-- Work instruction --
Copy each entry as written.

[Collected data]
____________________

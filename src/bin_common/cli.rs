//! Configuration loading for binaries.
//!
//! The engine itself only ever reads already-validated `BotConfig`s (spec
//! §6 "Persisted bot config" - the management surface that writes them is
//! out of scope); these binaries stand in for that surface with a pair of
//! YAML files read from disk.

use std::path::PathBuf;

use anyhow::{Context, Result};
use engine::config::EngineConfig;
use engine::domain::BotConfig;

/// Type of configuration a binary wants to load.
#[derive(Debug, Clone)]
pub enum ConfigType {
    /// Process-wide engine config (`config/engine_config.yaml`).
    Engine,
    /// The list of bots to run (`config/bots_config.yaml`).
    Bots,
    /// Custom path, provided on the command line or via `CONFIG_PATH`.
    Custom(String),
}

impl ConfigType {
    pub fn default_path(&self) -> &str {
        match self {
            ConfigType::Engine => "config/engine_config.yaml",
            ConfigType::Bots => "config/bots_config.yaml",
            ConfigType::Custom(path) => path,
        }
    }

    pub fn env_var_name(&self) -> &str {
        match self {
            ConfigType::Engine => "ENGINE_CONFIG_PATH",
            ConfigType::Bots => "BOTS_CONFIG_PATH",
            ConfigType::Custom(_) => "CONFIG_PATH",
        }
    }
}

/// Resolve the path for `config_type`: the matching env var if set,
/// otherwise its default path.
pub fn load_config_from_env(config_type: ConfigType) -> PathBuf {
    std::env::var(config_type.env_var_name())
        .unwrap_or_else(|_| config_type.default_path().to_string())
        .into()
}

pub fn load_engine_config(path: impl AsRef<std::path::Path>) -> Result<EngineConfig> {
    let path = path.as_ref();
    EngineConfig::load(path).with_context(|| format!("loading engine config from {}", path.display()))
}

/// Loads the bot roster: a YAML file containing a top-level `bots:` list of
/// `BotConfig` rows.
pub fn load_bot_configs(path: impl AsRef<std::path::Path>) -> Result<Vec<BotConfig>> {
    let path = path.as_ref();
    let raw = std::fs::read_to_string(path).with_context(|| format!("reading bot config from {}", path.display()))?;
    let wrapper: BotsFile = serde_yaml::from_str(&raw).with_context(|| format!("parsing bot config at {}", path.display()))?;
    Ok(wrapper.bots)
}

#[derive(serde::Deserialize)]
struct BotsFile {
    bots: Vec<BotConfig>,
}

/// Command-line arguments, excluding the program name.
pub fn parse_args() -> Vec<String> {
    std::env::args().skip(1).collect()
}

#[cfg(test)]
mod tests {
    use super::*;

    #[test]
    fn config_type_paths_and_env_vars() {
        assert_eq!(ConfigType::Engine.default_path(), "config/engine_config.yaml");
        assert_eq!(ConfigType::Bots.default_path(), "config/bots_config.yaml");
        assert_eq!(ConfigType::Engine.env_var_name(), "ENGINE_CONFIG_PATH");

        let custom = ConfigType::Custom("custom/path.yaml".to_string());
        assert_eq!(custom.default_path(), "custom/path.yaml");
        assert_eq!(custom.env_var_name(), "CONFIG_PATH");
    }

    #[test]
    fn load_bot_configs_parses_a_roster_file() {
        let dir = tempfile::tempdir().unwrap();
        let path = dir.path().join("bots.yaml");
        std::fs::write(
            &path,
            r#"
bots:
  - bot_id: 1
    bot_name: scalper-1
    strategy_name: noop
    api_key: key
    api_secret: secret
    bot_client_order_id_prefix: 4217
    capital_percentage: 10.0
    max_open_orders: 3
    max_negative_pnl_stop_pct: 4.0
    min_profit_percentage: 0.5
    max_slippage_pct: 0.2
    order_execution_timeout_seconds: 12
    time: 5m
    execution_mode: Realtime
    authorized_tokens: []
    enable_trailing_stop: false
    enable_hybrid_stop_strategy: false
    enable_post_only: true
    enable_market_fallback: true
    enable_orphan_order_monitor: true
    initial_stop_atr_multiplier: 1.5
    trailing_stop_atr_multiplier: 1.0
    partial_take_profit_atr_multiplier: 1.0
    partial_take_profit_percentage: 50.0
    next_validation_at: "2026-01-01T00:00:00Z"
    created_at: "2026-01-01T00:00:00Z"
    status: Running
"#,
        )
        .unwrap();

        let bots = load_bot_configs(&path).unwrap();
        assert_eq!(bots.len(), 1);
        assert_eq!(bots[0].bot_name, "scalper-1");
    }
}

____________________

-- Output below --
filename src/bin_common/cli.rs
//! Configuration loading for binaries.
//!
//! The engine itself only ever reads already-validated `BotConfig`s (spec
//! §6 "Persisted bot config" - the management surface that writes them is
//! out of scope); these binaries stand in for that surface with a pair of
//! YAML files read from disk.

use std::path::PathBuf;

use anyhow::{Context, Result};
use engine::config::EngineConfig;
use engine::domain::BotConfig;

/// Type of configuration a binary wants to load.
#[derive(Debug, Clone)]
pub enum ConfigType {
    /// Process-wide engine config (`config/engine_config.yaml`).
    Engine,
    /// The list of bots to run (`config/bots_config.yaml`).
    Bots,
    /// Custom path, provided on the command line or via `CONFIG_PATH`.
    Custom(String),
}

impl ConfigType {
    pub fn default_path(&self) -> &str {
        match self {
            ConfigType::Engine => "config/engine_config.yaml",
            ConfigType::Bots => "config/bots_config.yaml",
            ConfigType::Custom(path) => path,
        }
    }

    pub fn env_var_name(&self) -> &str {
        match self {
            ConfigType::Engine => "ENGINE_CONFIG_PATH",
            ConfigType::Bots => "BOTS_CONFIG_PATH",
            ConfigType::Custom(_) => "CONFIG_PATH",
        }
    }
}

/// Resolve the path for `config_type`: the matching env var if set,
/// otherwise its default path.
pub fn load_config_from_env(config_type: ConfigType) -> PathBuf {
    std::env::var(config_type.env_var_name())
        .unwrap_or_else(|_| config_type.default_path().to_string())
        .into()
}

pub fn load_engine_config(path: impl AsRef<std::path::Path>) -> Result<EngineConfig> {
    let path = path.as_ref();
    EngineConfig::load(path).with_context(|| format!("loading engine config from {}", path.display()))
}

/// Loads the bot roster: a YAML file containing a top-level `bots:` list of
/// `BotConfig` rows.
pub fn load_bot_configs(path: impl AsRef<std::path::Path>) -> Result<Vec<BotConfig>> {
    let path = path.as_ref();
    let raw = std::fs::read_to_string(path).with_context(|| format!("reading bot config from {}", path.display()))?;
    let wrapper: BotsFile = serde_yaml::from_str(&raw).with_context(|| format!("parsing bot config at {}", path.display()))?;
    Ok(wrapper.bots)
}

#[derive(serde::Deserialize)]
struct BotsFile {
    bots: Vec<BotConfig>,
}

/// Command-line arguments, excluding the program name.
pub fn parse_args() -> Vec<String> {
    std::env::args().skip(1).collect()
}

#[cfg(test)]
mod tests {
    use super::*;

    #[test]
    fn config_type_paths_and_env_vars() {
        assert_eq!(ConfigType::Engine.default_path(), "config/engine_config.yaml");
        assert_eq!(ConfigType::Bots.default_path(), "config/bots_config.yaml");
        assert_eq!(ConfigType::Engine.env_var_name(), "ENGINE_CONFIG_PATH");

        let custom = ConfigType::Custom("custom/path.yaml".to_string());
        assert_eq!(custom.default_path(), "custom/path.yaml");
        assert_eq!(custom.env_var_name(), "CONFIG_PATH");
    }

    #[test]
    fn load_bot_configs_parses_a_roster_file() {
        let dir = tempfile::tempdir().unwrap();
        let path = dir.path().join("bots.yaml");
        std::fs::write(
            &path,
            r#"
bots:
  - bot_id: 1
    bot_name: scalper-1
    strategy_name: noop
    api_key: key
    api_secret: secret
    bot_client_order_id_prefix: 4217
    capital_percentage: 10.0
    max_open_orders: 3
    max_negative_pnl_stop_pct: 4.0
    min_profit_percentage: 0.5
    max_slippage_pct: 0.2
    order_execution_timeout_seconds: 12
    time: 5m
    execution_mode: Realtime
    authorized_tokens: []
    enable_trailing_stop: false
    enable_hybrid_stop_strategy: false
    enable_post_only: true
    enable_market_fallback: true
    enable_orphan_order_monitor: true
    initial_stop_atr_multiplier: 1.5
    trailing_stop_atr_multiplier: 1.0
    partial_take_profit_atr_multiplier: 1.0
    partial_take_profit_percentage: 50.0
    next_validation_at: "2026-01-01T00:00:00Z"
    created_at: "2026-01-01T00:00:00Z"
    status: Running
"#,
        )
        .unwrap();

        let bots = load_bot_configs(&path).unwrap();
        assert_eq!(bots.len(), 1);
        assert_eq!(bots[0].bot_name, "scalper-1");
    }
}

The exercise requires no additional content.